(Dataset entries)
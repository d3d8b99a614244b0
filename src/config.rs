//! Application-wide constants and compile-time configuration.
//!
//! All USB identity values, endpoint addresses, timing parameters, and
//! protocol constants live here so they can be tuned in one place.

// USB identity

/// USB VID/PID - prototype vendor ID, randomly drawn product ID.
/// Replace with your own allocated VID/PID for production.
pub const USB_VID: u16 = 0x3137;
pub const USB_PID: u16 = 0xC0DE;

/// bcdDevice - firmware release, BCD-encoded.
pub const USB_DEVICE_RELEASE: u16 = 0x0100;

/// USB device strings. The serial number is rendered at runtime from the
/// MCU's 96-bit unique device ID; see [`crate::usb::descriptors::render_serial`].
pub const USB_MANUFACTURER: &str = "midilink";
pub const USB_PRODUCT: &str = "MIDI interface";

/// 1-based string descriptor indices referenced by the device descriptor.
pub const STRING_MANUFACTURER: u8 = 1;
pub const STRING_PRODUCT: u8 = 2;
pub const STRING_SERIAL: u8 = 3;

/// Control endpoint (EP0) max packet size.
pub const CONTROL_MAX_PACKET_SIZE: u8 = 64;

/// Bus-powered, 100 mA.
pub const USB_MAX_POWER_MA: u8 = 100;

// Interface numbers
//
// Stable: the audio-control header, the CDC union and the CDC call
// management descriptors all cross-reference these by value.

pub const AUDIO_CONTROL_INTERFACE: u8 = 0;
pub const MIDI_STREAMING_INTERFACE: u8 = 1;
pub const CDC_COMM_INTERFACE: u8 = 2;
pub const CDC_DATA_INTERFACE: u8 = 3;

// Endpoint addresses (bit 7 = direction, IN is device-to-host)

pub const EP_MIDI_OUT: u8 = 0x01;
pub const EP_MIDI_IN: u8 = 0x81;
pub const EP_CDC_DATA_OUT: u8 = 0x02;
pub const EP_CDC_DATA_IN: u8 = 0x82;
pub const EP_CDC_NOTIF: u8 = 0x83;

/// Bulk endpoint max packet size; also the per-callback stack buffer size.
pub const MAX_PACKET_SIZE: usize = 64;

/// CDC notification endpoint: max packet size and polling interval (ms).
pub const CDC_NOTIF_PACKET_SIZE: u16 = 16;
pub const CDC_NOTIF_INTERVAL_MS: u8 = 255;

/// CDC bulk data endpoints advertise a 1 ms interval.
pub const CDC_DATA_INTERVAL_MS: u8 = 1;

// MIDI event encoding

/// Virtual cable number used for every event packet we originate.
pub const MIDI_CABLE: u8 = 0;

/// MIDI channel (0 = channel 1) for button note events.
pub const MIDI_CHANNEL: u8 = 0;

/// Note number sent on a button edge (middle C).
pub const TAP_NOTE: u8 = 60;

/// Velocity for both the Note-On and the Note-Off of a tap.
pub const TAP_VELOCITY: u8 = 127;

// Button debounce

/// Width of the debounce shift register in poll ticks. The logical state
/// only releases after this many consecutive low samples.
pub const DEBOUNCE_WINDOW_SAMPLES: u32 = 32;

// Hardware unique ID

/// The STM32F1 96-bit unique device ID, as bytes.
pub const UNIQUE_ID_LEN: usize = 12;

/// Serial string length: the unique ID rendered as uppercase hex.
pub const SERIAL_HEX_LEN: usize = 2 * UNIQUE_ID_LEN;
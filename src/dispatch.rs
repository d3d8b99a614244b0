//! Per-endpoint receive paths.
//!
//! Invoked from the poll context whenever the transport reports a packet
//! pending. Neither path may block: short MIDI replies spin on a busy
//! endpoint (the FIFO drains in hardware), the CDC echo is dropped
//! instead.

use crate::config;
use crate::diag::DiagnosticSink;
use crate::error::Error;
use crate::midi;
use crate::usb::{write_retry, UsbPort};

/// Service the MIDI OUT endpoint.
///
/// A short SysEx from the host is answered with the fixed identity reply
/// on the MIDI IN endpoint. Every other packet is mirrored to the
/// diagnostic sinks and otherwise ignored: the adapter implements the
/// identity handshake, not general MIDI routing.
///
/// Returns the number of bytes read (0 = nothing pending).
pub fn on_midi_rx(
    port: &mut impl UsbPort,
    diag: &mut impl DiagnosticSink,
) -> Result<usize, Error> {
    let mut buf = [0u8; config::MAX_PACKET_SIZE];
    let len = port.read_packet(config::EP_MIDI_OUT, &mut buf)?;
    if len == 0 {
        return Ok(0);
    }

    if midi::is_identity_request(&buf[..len]) {
        diag.debug(b'm');
        diag.debug(b's');
        write_retry(port, config::EP_MIDI_IN, &midi::SYSEX_IDENTITY_REPLY)?;
    } else {
        diag.debug(b'M');
        diag.debug_hex(buf[0]);
        diag.debug(b' ');
        for &byte in &buf[1..len] {
            diag.debug_hex(byte);
            diag.aux(byte);
        }
        diag.debug(b'_');
    }
    Ok(len)
}

/// Service the CDC data OUT endpoint: loop received bytes back to the
/// host and mirror them to the debug sink.
///
/// Returns the number of bytes read (0 = nothing pending, no echo).
pub fn on_cdc_rx(
    port: &mut impl UsbPort,
    diag: &mut impl DiagnosticSink,
) -> Result<usize, Error> {
    let mut buf = [0u8; config::MAX_PACKET_SIZE];
    let len = port.read_packet(config::EP_CDC_DATA_OUT, &mut buf)?;
    if len == 0 {
        return Ok(0);
    }
    match port.write_packet(config::EP_CDC_DATA_IN, &buf[..len]) {
        // A busy data-in FIFO drops the echo; stalling the poll context
        // on a host-paced endpoint is never acceptable.
        Ok(()) | Err(Error::EndpointBusy) => {}
        Err(e) => return Err(e),
    }
    diag.debug(b'S');
    for &byte in &buf[..len] {
        diag.debug_hex(byte);
    }
    Ok(len)
}

#[cfg(test)]
mod tests {
    use super::*;
    use crate::diag::NullSink;

    #[derive(Default)]
    struct FakePort {
        pending: Vec<(u8, Vec<u8>)>,
        written: Vec<(u8, Vec<u8>)>,
        busy_writes: usize,
    }

    impl FakePort {
        fn with_packet(endpoint: u8, data: &[u8]) -> Self {
            Self {
                pending: vec![(endpoint, data.to_vec())],
                ..Self::default()
            }
        }
    }

    impl UsbPort for FakePort {
        fn read_packet(&mut self, endpoint: u8, buf: &mut [u8]) -> Result<usize, Error> {
            match self.pending.iter().position(|(ep, _)| *ep == endpoint) {
                Some(i) => {
                    let (_, data) = self.pending.remove(i);
                    buf[..data.len()].copy_from_slice(&data);
                    Ok(data.len())
                }
                None => Ok(0),
            }
        }

        fn write_packet(&mut self, endpoint: u8, data: &[u8]) -> Result<(), Error> {
            if self.busy_writes > 0 {
                self.busy_writes -= 1;
                return Err(Error::EndpointBusy);
            }
            self.written.push((endpoint, data.to_vec()));
            Ok(())
        }
    }

    #[derive(Default)]
    struct CaptureSink {
        debug: Vec<u8>,
        aux: Vec<u8>,
    }

    impl DiagnosticSink for CaptureSink {
        fn debug(&mut self, byte: u8) {
            self.debug.push(byte);
        }

        fn aux(&mut self, byte: u8) {
            self.aux.push(byte);
        }
    }

    #[test]
    fn sysex_request_gets_identity_reply() {
        for header in [0x06u8, 0x07] {
            let mut port = FakePort::with_packet(
                config::EP_MIDI_OUT,
                &[header, 0xF0, 0x7E, 0x00, 0x00, 0x00, 0x00, 0x00],
            );
            let len = on_midi_rx(&mut port, &mut NullSink).unwrap();
            assert_eq!(len, 8);
            assert_eq!(port.written.len(), 1);
            let (ep, data) = &port.written[0];
            assert_eq!(*ep, config::EP_MIDI_IN);
            assert_eq!(data.as_slice(), &midi::SYSEX_IDENTITY_REPLY);
        }
    }

    #[test]
    fn identity_reply_retries_past_busy_endpoint() {
        let mut port = FakePort::with_packet(config::EP_MIDI_OUT, &[0x07, 0xF0, 0x7E, 0x00]);
        port.busy_writes = 3;
        on_midi_rx(&mut port, &mut NullSink).unwrap();
        assert_eq!(port.written.len(), 1);
        assert_eq!(port.written[0].1.as_slice(), &midi::SYSEX_IDENTITY_REPLY);
    }

    #[test]
    fn ordinary_note_on_is_mirrored_not_answered() {
        let mut port = FakePort::with_packet(config::EP_MIDI_OUT, &[0x09, 0x90, 60, 127]);
        let mut sink = CaptureSink::default();
        let len = on_midi_rx(&mut port, &mut sink).unwrap();
        assert_eq!(len, 4);
        assert!(port.written.is_empty());
        // 'M', hex of the header byte, space, hex of the payload, '_'.
        assert_eq!(sink.debug.as_slice(), b"M09 903C7F_");
        // Raw payload bytes (without the framing byte) on the aux channel.
        assert_eq!(sink.aux.as_slice(), &[0x90, 60, 127]);
    }

    #[test]
    fn midi_idle_endpoint_is_a_noop() {
        let mut port = FakePort::default();
        let mut sink = CaptureSink::default();
        assert_eq!(on_midi_rx(&mut port, &mut sink).unwrap(), 0);
        assert!(port.written.is_empty());
        assert!(sink.debug.is_empty());
    }

    #[test]
    fn cdc_bytes_loop_back() {
        let payload: Vec<u8> = (0..64).collect();
        for n in [1usize, 5, 63, 64] {
            let mut port = FakePort::with_packet(config::EP_CDC_DATA_OUT, &payload[..n]);
            let len = on_cdc_rx(&mut port, &mut NullSink).unwrap();
            assert_eq!(len, n);
            assert_eq!(port.written.len(), 1);
            let (ep, data) = &port.written[0];
            assert_eq!(*ep, config::EP_CDC_DATA_IN);
            assert_eq!(data.as_slice(), &payload[..n]);
        }
    }

    #[test]
    fn cdc_zero_length_read_writes_nothing() {
        let mut port = FakePort::with_packet(config::EP_CDC_DATA_OUT, &[]);
        assert_eq!(on_cdc_rx(&mut port, &mut NullSink).unwrap(), 0);
        assert!(port.written.is_empty());
    }

    #[test]
    fn cdc_echo_is_dropped_when_endpoint_busy() {
        let mut port = FakePort::with_packet(config::EP_CDC_DATA_OUT, b"hello");
        port.busy_writes = 1;
        assert_eq!(on_cdc_rx(&mut port, &mut NullSink).unwrap(), 5);
        assert!(port.written.is_empty());
    }
}
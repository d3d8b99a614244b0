//! Hardware bridge: the descriptor model mapped onto the `usb-device`
//! stack.
//!
//! The class allocates the model's interfaces and endpoints (at their
//! fixed addresses), replays the model's class-specific descriptor blocks
//! into the bus's descriptor writer during enumeration, and answers the
//! CDC control requests. Data traffic flows through the [`UsbPort`] view
//! of the allocated endpoints, so the dispatcher and the note encoder are
//! identical on hardware and under test.

use usb_device::class_prelude::*;
use usb_device::Result as UsbResult;
use usb_device::UsbError;

use crate::cdc;
use crate::config;
use crate::error::Error;
use crate::usb::descriptors::{self, Configuration};
use crate::usb::UsbPort;

pub struct CompositeClass<'a, B: UsbBus> {
    audio_control_if: InterfaceNumber,
    midi_streaming_if: InterfaceNumber,
    cdc_control_if: InterfaceNumber,
    cdc_data_if: InterfaceNumber,
    midi_out_ep: EndpointOut<'a, B>,
    midi_in_ep: EndpointIn<'a, B>,
    notif_ep: EndpointIn<'a, B>,
    cdc_out_ep: EndpointOut<'a, B>,
    cdc_in_ep: EndpointIn<'a, B>,
    configuration: Configuration,
    /// Transient SERIAL_STATE echo, rebuilt on every
    /// SET_CONTROL_LINE_STATE.
    serial_state: [u8; cdc::SERIAL_STATE_NOTIFICATION_SIZE],
    /// Latest line coding the host pushed with SET_LINE_CODING.
    line_coding: Option<cdc::LineCoding>,
}

impl<'a, B: UsbBus> CompositeClass<'a, B> {
    /// Allocate interfaces and endpoints for the adapter's descriptor
    /// tree.
    ///
    /// Panics if the allocator disagrees with the model's interface
    /// numbering or endpoint addresses - both are cross-referenced by
    /// class descriptors, so a mismatch is a construction defect.
    pub fn new(alloc: &'a UsbBusAllocator<B>) -> Self {
        let configuration = descriptors::configuration();

        let audio_control_if = alloc.interface();
        let midi_streaming_if = alloc.interface();
        let cdc_control_if = alloc.interface();
        let cdc_data_if = alloc.interface();
        assert_eq!(u8::from(audio_control_if), config::AUDIO_CONTROL_INTERFACE);
        assert_eq!(u8::from(midi_streaming_if), config::MIDI_STREAMING_INTERFACE);
        assert_eq!(u8::from(cdc_control_if), config::CDC_COMM_INTERFACE);
        assert_eq!(u8::from(cdc_data_if), config::CDC_DATA_INTERFACE);

        CompositeClass {
            audio_control_if,
            midi_streaming_if,
            cdc_control_if,
            cdc_data_if,
            midi_out_ep: alloc
                .alloc(
                    Some(EndpointAddress::from(config::EP_MIDI_OUT)),
                    EndpointType::Bulk,
                    config::MAX_PACKET_SIZE as u16,
                    0,
                )
                .expect("MIDI OUT endpoint"),
            midi_in_ep: alloc
                .alloc(
                    Some(EndpointAddress::from(config::EP_MIDI_IN)),
                    EndpointType::Bulk,
                    config::MAX_PACKET_SIZE as u16,
                    0,
                )
                .expect("MIDI IN endpoint"),
            notif_ep: alloc
                .alloc(
                    Some(EndpointAddress::from(config::EP_CDC_NOTIF)),
                    EndpointType::Interrupt,
                    config::CDC_NOTIF_PACKET_SIZE,
                    config::CDC_NOTIF_INTERVAL_MS,
                )
                .expect("CDC notification endpoint"),
            cdc_out_ep: alloc
                .alloc(
                    Some(EndpointAddress::from(config::EP_CDC_DATA_OUT)),
                    EndpointType::Bulk,
                    config::MAX_PACKET_SIZE as u16,
                    config::CDC_DATA_INTERVAL_MS,
                )
                .expect("CDC data OUT endpoint"),
            cdc_in_ep: alloc
                .alloc(
                    Some(EndpointAddress::from(config::EP_CDC_DATA_IN)),
                    EndpointType::Bulk,
                    config::MAX_PACKET_SIZE as u16,
                    config::CDC_DATA_INTERVAL_MS,
                )
                .expect("CDC data IN endpoint"),
            configuration,
            serial_state: cdc::serial_state_notification(0),
            line_coding: None,
        }
    }

    /// The descriptor model backing this class.
    pub fn configuration(&self) -> &Configuration {
        &self.configuration
    }

    /// The last SERIAL_STATE notification built for the host.
    pub fn serial_state(&self) -> &[u8; cdc::SERIAL_STATE_NOTIFICATION_SIZE] {
        &self.serial_state
    }

    /// The line coding most recently configured by the host, if any.
    pub fn line_coding(&self) -> Option<&cdc::LineCoding> {
        self.line_coding.as_ref()
    }

    fn write_class_descriptors(
        &self,
        interface: u8,
        writer: &mut DescriptorWriter,
    ) -> UsbResult<()> {
        if let Some(block) = self
            .configuration
            .interface(interface)
            .and_then(|i| i.functional.as_ref())
        {
            for body in block.descriptors() {
                writer.write(descriptors::CS_INTERFACE, &body)?;
            }
        }
        Ok(())
    }

    fn write_endpoint_class(&self, address: u8, writer: &mut DescriptorWriter) -> UsbResult<()> {
        let endpoint = self
            .configuration
            .interfaces
            .iter()
            .flat_map(|i| i.endpoints.iter())
            .find(|e| e.address == address);
        if let Some(body) = endpoint.and_then(descriptors::Endpoint::class_body) {
            writer.write(descriptors::CS_ENDPOINT, &body)?;
        }
        Ok(())
    }
}

impl<B: UsbBus> UsbClass<B> for CompositeClass<'_, B> {
    fn get_configuration_descriptors(&self, writer: &mut DescriptorWriter) -> UsbResult<()> {
        writer.interface(
            self.audio_control_if,
            descriptors::USB_CLASS_AUDIO,
            descriptors::AUDIO_SUBCLASS_CONTROL,
            0x00,
        )?;
        self.write_class_descriptors(config::AUDIO_CONTROL_INTERFACE, writer)?;

        writer.interface(
            self.midi_streaming_if,
            descriptors::USB_CLASS_AUDIO,
            descriptors::AUDIO_SUBCLASS_MIDI_STREAMING,
            0x00,
        )?;
        self.write_class_descriptors(config::MIDI_STREAMING_INTERFACE, writer)?;
        writer.endpoint(&self.midi_out_ep)?;
        self.write_endpoint_class(config::EP_MIDI_OUT, writer)?;
        writer.endpoint(&self.midi_in_ep)?;
        self.write_endpoint_class(config::EP_MIDI_IN, writer)?;

        writer.interface(
            self.cdc_control_if,
            descriptors::USB_CLASS_CDC,
            descriptors::CDC_SUBCLASS_ACM,
            descriptors::CDC_PROTOCOL_AT,
        )?;
        self.write_class_descriptors(config::CDC_COMM_INTERFACE, writer)?;
        writer.endpoint(&self.notif_ep)?;

        writer.interface(self.cdc_data_if, descriptors::USB_CLASS_CDC_DATA, 0x00, 0x00)?;
        writer.endpoint(&self.cdc_out_ep)?;
        writer.endpoint(&self.cdc_in_ep)?;

        Ok(())
    }

    fn control_out(&mut self, xfer: ControlOut<B>) {
        let req = xfer.request();
        if !(req.request_type == control::RequestType::Class
            && req.recipient == control::Recipient::Interface
            && req.index == u16::from(u8::from(self.cdc_control_if)))
        {
            return;
        }

        let request = req.request;
        let value = req.value;
        let transfer_len = xfer.data().len();

        match cdc::handle_request(request, transfer_len) {
            cdc::RequestOutcome::Accepted => {
                if request == cdc::REQ_SET_CONTROL_LINE_STATE {
                    // Echo DTR/RTS into the transient notification buffer;
                    // actually transmitting it on the notification endpoint
                    // is optional and skipped.
                    self.serial_state = cdc::serial_state_notification(value);
                } else if request == cdc::REQ_SET_LINE_CODING {
                    self.line_coding = cdc::LineCoding::from_bytes(xfer.data()).ok();
                }
                xfer.accept().ok();
            }
            cdc::RequestOutcome::Rejected => {
                xfer.reject().ok();
            }
        }
    }
}

impl<B: UsbBus> UsbPort for CompositeClass<'_, B> {
    fn read_packet(&mut self, endpoint: u8, buf: &mut [u8]) -> Result<usize, Error> {
        let result = match endpoint {
            config::EP_MIDI_OUT => self.midi_out_ep.read(buf),
            config::EP_CDC_DATA_OUT => self.cdc_out_ep.read(buf),
            _ => return Err(Error::InvalidEndpoint),
        };
        match result {
            Ok(len) => Ok(len),
            Err(UsbError::WouldBlock) => Ok(0),
            Err(_) => Err(Error::Usb),
        }
    }

    fn write_packet(&mut self, endpoint: u8, data: &[u8]) -> Result<(), Error> {
        let result = match endpoint {
            config::EP_MIDI_IN => self.midi_in_ep.write(data),
            config::EP_CDC_DATA_IN => self.cdc_in_ep.write(data),
            config::EP_CDC_NOTIF => self.notif_ep.write(data),
            _ => return Err(Error::InvalidEndpoint),
        };
        match result {
            Ok(_) => Ok(()),
            Err(UsbError::WouldBlock) => Err(Error::EndpointBusy),
            Err(_) => Err(Error::Usb),
        }
    }
}
//! CDC-ACM class-specific control requests (CDC 1.1 §6.2).
//!
//! The handler is a pure per-request decision function: it keeps no state
//! between invocations. The transport invokes it only for class requests
//! addressed to the CDC control interface; everything it does not accept
//! falls through to the transport's default (stall) handling.

use crate::error::Error;

// Class-specific request codes

pub const REQ_SET_LINE_CODING: u8 = 0x20;
pub const REQ_GET_LINE_CODING: u8 = 0x21;
pub const REQ_SET_CONTROL_LINE_STATE: u8 = 0x22;

/// SERIAL_STATE notification code.
pub const NOTIFY_SERIAL_STATE: u8 = 0x20;

/// Wire size of a line-coding record.
pub const LINE_CODING_SIZE: usize = 7;

/// Wire size of a SERIAL_STATE notification (8-byte header + 2 data bytes).
pub const SERIAL_STATE_NOTIFICATION_SIZE: usize = 10;

/// Decision returned to the transport for a class request.
#[derive(Debug, Clone, Copy, PartialEq, Eq)]
#[cfg_attr(feature = "defmt", derive(defmt::Format))]
pub enum RequestOutcome {
    /// Complete the control transfer normally.
    Accepted,
    /// Stall the control transfer.
    Rejected,
}

/// Decide a class request addressed to the CDC control interface.
///
/// `transfer_len` is the declared length of the request's data stage.
///
/// SET_CONTROL_LINE_STATE is accepted unconditionally: the Linux cdc_acm
/// driver requires it even though the ACM functional descriptor does not
/// advertise the capability. SET_LINE_CODING is accepted only when the
/// host actually sent a full line-coding record.
pub fn handle_request(request: u8, transfer_len: usize) -> RequestOutcome {
    match request {
        REQ_SET_CONTROL_LINE_STATE => RequestOutcome::Accepted,
        REQ_SET_LINE_CODING if transfer_len >= LINE_CODING_SIZE => RequestOutcome::Accepted,
        _ => RequestOutcome::Rejected,
    }
}

/// Build the SERIAL_STATE notification echoing the host's DTR/RTS bits.
///
/// The notification is a courtesy for host drivers that expect the echo;
/// transmitting it on the notification endpoint is optional.
pub fn serial_state_notification(line_state: u16) -> [u8; SERIAL_STATE_NOTIFICATION_SIZE] {
    [
        0xA1, // bmRequestType: device-to-host, class, interface
        NOTIFY_SERIAL_STATE,
        0x00, // wValue
        0x00,
        0x00, // wIndex
        0x00,
        0x02, // wLength: two data bytes
        0x00,
        (line_state & 0x03) as u8,
        0x00,
    ]
}

/// Line-coding record sent with SET_LINE_CODING.
#[derive(Debug, Clone, Copy, PartialEq, Eq)]
#[cfg_attr(feature = "defmt", derive(defmt::Format))]
pub struct LineCoding {
    /// Data terminal rate in bits per second.
    pub data_rate: u32,
    /// Stop bits: 0 = 1 stop bit, 1 = 1.5, 2 = 2.
    pub stop_bits: u8,
    /// Parity: 0 = none, 1 = odd, 2 = even, 3 = mark, 4 = space.
    pub parity: u8,
    /// Data bits: 5, 6, 7, 8 or 16.
    pub data_bits: u8,
}

impl LineCoding {
    /// Parse the little-endian wire form of a line-coding record.
    pub fn from_bytes(data: &[u8]) -> Result<Self, Error> {
        if data.len() < LINE_CODING_SIZE {
            return Err(Error::BufferOverflow);
        }
        Ok(Self {
            data_rate: u32::from_le_bytes([data[0], data[1], data[2], data[3]]),
            stop_bits: data[4],
            parity: data[5],
            data_bits: data[6],
        })
    }
}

» Exercise directions
Return every line from the records above that holds the word "DiagnosticSink".

» Exercise output
use crate::diag::DiagnosticSink;
    diag: &mut impl DiagnosticSink,
    diag: &mut impl DiagnosticSink,
    impl DiagnosticSink for CaptureSink {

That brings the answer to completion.